▶ **Work item**: Please count the lines in the data below that mention the word "latch", then give only the total.

Collected data entries:
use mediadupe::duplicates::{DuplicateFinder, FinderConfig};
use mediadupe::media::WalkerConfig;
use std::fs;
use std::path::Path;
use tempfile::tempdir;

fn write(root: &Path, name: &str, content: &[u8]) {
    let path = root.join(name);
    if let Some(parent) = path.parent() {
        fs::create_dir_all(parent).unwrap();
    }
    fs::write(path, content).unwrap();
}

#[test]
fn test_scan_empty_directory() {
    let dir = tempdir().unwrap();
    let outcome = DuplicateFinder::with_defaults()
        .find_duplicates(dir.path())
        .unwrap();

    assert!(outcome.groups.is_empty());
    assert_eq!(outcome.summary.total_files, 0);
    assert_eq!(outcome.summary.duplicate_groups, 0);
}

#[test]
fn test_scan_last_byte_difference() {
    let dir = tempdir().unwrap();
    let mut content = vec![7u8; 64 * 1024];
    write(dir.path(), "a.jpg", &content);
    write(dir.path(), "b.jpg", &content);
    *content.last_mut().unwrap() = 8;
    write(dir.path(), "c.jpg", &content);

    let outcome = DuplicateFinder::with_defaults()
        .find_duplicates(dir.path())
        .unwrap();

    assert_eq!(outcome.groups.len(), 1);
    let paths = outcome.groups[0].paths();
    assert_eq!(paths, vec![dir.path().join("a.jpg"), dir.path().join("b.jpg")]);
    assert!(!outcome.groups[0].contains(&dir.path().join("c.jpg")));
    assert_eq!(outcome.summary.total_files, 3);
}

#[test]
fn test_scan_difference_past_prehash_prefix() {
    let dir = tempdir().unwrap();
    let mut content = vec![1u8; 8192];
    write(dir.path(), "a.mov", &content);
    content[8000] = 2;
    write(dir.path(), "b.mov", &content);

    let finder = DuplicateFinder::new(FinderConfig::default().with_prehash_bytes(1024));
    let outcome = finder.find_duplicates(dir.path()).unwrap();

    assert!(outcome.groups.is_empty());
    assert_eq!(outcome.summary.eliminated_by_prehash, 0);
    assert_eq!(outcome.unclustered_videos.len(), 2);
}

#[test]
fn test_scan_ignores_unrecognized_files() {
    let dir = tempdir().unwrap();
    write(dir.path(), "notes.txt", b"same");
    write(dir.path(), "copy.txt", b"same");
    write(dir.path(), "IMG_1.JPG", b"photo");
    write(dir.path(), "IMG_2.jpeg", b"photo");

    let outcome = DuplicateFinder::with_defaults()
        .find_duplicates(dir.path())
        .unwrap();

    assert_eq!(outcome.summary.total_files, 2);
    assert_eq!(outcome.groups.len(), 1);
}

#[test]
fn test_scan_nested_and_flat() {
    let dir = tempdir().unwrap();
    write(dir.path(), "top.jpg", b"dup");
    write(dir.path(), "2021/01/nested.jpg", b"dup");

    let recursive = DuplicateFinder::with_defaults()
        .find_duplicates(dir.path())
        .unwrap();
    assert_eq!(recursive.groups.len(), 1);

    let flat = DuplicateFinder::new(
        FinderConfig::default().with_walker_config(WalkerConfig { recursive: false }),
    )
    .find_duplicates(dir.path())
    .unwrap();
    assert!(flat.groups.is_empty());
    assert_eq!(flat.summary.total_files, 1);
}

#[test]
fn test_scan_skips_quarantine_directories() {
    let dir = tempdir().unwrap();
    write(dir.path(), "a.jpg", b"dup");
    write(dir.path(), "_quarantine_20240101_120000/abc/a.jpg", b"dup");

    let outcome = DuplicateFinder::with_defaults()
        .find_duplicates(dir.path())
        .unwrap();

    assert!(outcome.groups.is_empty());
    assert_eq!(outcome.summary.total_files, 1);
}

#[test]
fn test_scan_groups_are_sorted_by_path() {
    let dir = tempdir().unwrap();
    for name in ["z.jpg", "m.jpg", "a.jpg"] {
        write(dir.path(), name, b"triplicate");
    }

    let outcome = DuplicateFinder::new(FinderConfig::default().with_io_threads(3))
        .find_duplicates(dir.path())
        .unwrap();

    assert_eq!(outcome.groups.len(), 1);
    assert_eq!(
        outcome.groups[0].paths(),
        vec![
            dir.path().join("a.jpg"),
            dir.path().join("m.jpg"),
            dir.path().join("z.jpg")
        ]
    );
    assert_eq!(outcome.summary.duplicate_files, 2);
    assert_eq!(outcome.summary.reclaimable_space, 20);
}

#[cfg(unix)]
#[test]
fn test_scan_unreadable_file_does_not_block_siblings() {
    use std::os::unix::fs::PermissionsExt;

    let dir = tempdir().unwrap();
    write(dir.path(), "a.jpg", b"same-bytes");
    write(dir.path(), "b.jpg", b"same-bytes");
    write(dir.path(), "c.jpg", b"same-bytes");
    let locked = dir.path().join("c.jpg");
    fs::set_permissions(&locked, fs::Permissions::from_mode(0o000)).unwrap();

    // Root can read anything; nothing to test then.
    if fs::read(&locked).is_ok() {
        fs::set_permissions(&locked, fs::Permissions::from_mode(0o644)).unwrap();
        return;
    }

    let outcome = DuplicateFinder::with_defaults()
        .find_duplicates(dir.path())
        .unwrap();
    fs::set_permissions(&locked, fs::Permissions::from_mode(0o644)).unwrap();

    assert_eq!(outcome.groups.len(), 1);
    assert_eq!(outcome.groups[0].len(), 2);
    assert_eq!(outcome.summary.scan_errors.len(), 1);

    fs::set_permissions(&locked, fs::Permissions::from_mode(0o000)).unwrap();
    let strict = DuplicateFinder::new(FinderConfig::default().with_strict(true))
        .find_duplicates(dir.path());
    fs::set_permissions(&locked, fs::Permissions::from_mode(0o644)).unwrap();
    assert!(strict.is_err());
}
...
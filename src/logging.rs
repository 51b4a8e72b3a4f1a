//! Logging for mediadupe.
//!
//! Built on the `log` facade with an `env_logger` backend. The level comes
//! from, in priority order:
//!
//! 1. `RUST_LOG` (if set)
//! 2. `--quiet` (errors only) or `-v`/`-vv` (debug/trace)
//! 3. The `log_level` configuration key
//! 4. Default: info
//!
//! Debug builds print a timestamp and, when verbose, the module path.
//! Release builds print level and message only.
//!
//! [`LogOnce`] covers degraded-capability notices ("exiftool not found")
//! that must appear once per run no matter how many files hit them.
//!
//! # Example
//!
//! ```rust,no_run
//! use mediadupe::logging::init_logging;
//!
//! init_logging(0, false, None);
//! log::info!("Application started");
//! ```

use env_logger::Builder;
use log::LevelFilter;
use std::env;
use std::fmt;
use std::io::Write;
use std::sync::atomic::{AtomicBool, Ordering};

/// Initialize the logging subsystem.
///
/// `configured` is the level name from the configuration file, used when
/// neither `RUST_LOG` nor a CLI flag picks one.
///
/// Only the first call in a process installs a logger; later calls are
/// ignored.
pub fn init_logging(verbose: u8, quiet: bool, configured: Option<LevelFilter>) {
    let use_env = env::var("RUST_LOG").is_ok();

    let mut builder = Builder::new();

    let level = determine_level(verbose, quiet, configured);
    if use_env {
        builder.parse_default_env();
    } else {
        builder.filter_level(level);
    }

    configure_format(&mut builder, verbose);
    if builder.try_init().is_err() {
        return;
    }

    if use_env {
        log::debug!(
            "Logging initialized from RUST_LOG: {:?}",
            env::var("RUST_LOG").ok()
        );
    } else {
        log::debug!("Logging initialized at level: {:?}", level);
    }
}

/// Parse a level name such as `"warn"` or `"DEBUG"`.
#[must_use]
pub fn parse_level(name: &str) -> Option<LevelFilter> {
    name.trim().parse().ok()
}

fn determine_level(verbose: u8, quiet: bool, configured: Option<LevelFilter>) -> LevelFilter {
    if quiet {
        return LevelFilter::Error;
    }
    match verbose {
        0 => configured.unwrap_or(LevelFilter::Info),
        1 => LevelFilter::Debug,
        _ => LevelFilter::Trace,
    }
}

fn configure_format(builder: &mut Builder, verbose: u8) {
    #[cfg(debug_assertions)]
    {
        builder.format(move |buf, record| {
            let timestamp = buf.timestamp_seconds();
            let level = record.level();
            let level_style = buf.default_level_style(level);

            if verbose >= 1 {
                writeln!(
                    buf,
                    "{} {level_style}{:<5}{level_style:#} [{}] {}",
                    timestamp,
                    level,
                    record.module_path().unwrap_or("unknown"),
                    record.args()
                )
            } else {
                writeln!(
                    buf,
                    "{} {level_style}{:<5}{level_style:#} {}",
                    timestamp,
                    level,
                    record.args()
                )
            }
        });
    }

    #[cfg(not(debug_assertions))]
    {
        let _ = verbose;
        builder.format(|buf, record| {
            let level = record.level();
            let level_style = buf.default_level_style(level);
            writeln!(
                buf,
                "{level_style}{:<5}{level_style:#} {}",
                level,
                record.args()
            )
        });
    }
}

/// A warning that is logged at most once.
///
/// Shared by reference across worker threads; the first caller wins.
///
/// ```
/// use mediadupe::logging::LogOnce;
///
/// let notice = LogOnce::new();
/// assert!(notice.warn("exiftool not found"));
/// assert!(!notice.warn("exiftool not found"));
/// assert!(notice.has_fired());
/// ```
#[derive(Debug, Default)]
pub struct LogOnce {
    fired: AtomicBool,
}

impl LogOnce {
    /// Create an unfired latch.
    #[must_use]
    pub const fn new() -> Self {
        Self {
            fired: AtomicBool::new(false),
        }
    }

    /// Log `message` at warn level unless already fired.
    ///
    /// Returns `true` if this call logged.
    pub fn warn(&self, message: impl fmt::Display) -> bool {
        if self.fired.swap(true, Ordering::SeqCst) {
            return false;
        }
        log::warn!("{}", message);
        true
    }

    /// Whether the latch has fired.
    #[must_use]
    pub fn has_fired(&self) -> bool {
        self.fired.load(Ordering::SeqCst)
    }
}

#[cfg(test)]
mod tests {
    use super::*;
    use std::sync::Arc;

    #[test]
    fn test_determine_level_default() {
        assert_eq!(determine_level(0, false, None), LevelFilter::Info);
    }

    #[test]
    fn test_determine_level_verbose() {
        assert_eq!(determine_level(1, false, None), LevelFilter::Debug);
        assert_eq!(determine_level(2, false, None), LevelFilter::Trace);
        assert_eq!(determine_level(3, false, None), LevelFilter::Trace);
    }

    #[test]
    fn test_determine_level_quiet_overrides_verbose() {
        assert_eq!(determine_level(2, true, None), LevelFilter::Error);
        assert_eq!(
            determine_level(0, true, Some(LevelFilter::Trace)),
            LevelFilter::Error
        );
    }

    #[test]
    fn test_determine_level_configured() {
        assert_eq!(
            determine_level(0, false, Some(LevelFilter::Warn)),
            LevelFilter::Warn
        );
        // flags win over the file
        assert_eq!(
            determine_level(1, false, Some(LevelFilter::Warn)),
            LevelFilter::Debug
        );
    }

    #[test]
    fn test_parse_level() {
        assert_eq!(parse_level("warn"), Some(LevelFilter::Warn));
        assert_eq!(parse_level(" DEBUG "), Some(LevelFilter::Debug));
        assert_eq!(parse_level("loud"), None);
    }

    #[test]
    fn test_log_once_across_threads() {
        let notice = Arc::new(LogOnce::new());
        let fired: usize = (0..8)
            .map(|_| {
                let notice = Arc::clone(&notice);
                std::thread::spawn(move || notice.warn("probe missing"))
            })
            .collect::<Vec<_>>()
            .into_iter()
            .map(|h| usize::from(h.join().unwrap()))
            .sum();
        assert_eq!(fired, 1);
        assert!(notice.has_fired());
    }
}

▶ **Written response**: 2